- _Task description_: Copy every line from the data below in which the string "InMemoryStore" can be found.

- _Collected data entries_:
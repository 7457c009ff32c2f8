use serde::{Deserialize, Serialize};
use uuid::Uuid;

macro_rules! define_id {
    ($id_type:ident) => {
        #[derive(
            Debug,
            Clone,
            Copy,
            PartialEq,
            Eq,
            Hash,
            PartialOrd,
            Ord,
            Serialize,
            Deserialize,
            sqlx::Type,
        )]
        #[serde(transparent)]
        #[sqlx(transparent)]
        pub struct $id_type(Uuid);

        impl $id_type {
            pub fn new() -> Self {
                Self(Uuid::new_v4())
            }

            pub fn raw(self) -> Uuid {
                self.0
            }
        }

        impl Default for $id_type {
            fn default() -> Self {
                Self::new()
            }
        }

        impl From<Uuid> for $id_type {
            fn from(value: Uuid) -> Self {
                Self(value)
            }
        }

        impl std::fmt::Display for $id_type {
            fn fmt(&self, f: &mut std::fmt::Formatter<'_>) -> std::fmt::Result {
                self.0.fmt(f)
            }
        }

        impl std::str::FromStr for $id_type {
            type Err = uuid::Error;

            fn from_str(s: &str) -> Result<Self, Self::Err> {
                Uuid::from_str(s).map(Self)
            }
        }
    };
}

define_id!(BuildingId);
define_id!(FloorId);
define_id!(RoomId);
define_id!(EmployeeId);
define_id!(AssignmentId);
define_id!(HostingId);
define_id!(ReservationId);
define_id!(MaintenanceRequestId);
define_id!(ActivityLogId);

---

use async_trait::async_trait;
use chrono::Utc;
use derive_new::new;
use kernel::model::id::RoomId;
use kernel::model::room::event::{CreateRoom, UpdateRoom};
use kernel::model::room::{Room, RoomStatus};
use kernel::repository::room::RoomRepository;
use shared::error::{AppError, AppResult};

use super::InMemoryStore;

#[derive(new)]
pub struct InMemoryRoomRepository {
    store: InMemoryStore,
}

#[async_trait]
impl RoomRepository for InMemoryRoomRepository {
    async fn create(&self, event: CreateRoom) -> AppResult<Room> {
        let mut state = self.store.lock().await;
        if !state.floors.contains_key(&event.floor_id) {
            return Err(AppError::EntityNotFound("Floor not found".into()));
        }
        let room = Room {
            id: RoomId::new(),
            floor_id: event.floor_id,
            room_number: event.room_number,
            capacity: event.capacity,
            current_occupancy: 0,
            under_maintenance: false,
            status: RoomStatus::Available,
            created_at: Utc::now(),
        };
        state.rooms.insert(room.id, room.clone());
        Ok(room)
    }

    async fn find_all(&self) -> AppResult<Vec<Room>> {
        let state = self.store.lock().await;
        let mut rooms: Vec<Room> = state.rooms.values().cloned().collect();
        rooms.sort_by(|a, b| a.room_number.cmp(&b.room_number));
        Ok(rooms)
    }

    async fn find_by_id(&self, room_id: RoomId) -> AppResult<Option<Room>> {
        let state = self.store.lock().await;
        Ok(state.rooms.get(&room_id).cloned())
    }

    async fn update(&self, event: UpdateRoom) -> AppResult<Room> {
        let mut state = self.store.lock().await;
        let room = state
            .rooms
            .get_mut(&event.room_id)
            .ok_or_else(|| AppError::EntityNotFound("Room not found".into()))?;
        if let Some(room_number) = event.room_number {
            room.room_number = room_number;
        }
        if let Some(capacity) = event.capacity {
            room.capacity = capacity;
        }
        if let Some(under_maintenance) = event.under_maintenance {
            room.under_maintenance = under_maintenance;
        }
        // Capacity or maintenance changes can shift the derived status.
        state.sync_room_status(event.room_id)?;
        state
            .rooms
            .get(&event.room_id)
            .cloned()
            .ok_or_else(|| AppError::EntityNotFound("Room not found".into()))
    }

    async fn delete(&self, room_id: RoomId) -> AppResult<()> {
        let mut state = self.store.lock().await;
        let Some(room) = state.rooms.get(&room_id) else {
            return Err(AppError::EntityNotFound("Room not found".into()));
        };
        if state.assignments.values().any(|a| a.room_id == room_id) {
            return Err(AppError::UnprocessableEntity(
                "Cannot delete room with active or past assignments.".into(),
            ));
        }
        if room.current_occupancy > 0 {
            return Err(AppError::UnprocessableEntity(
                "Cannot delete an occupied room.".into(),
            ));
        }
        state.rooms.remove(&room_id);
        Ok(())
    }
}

- _Output for this task_:
use super::InMemoryStore;
    store: InMemoryStore,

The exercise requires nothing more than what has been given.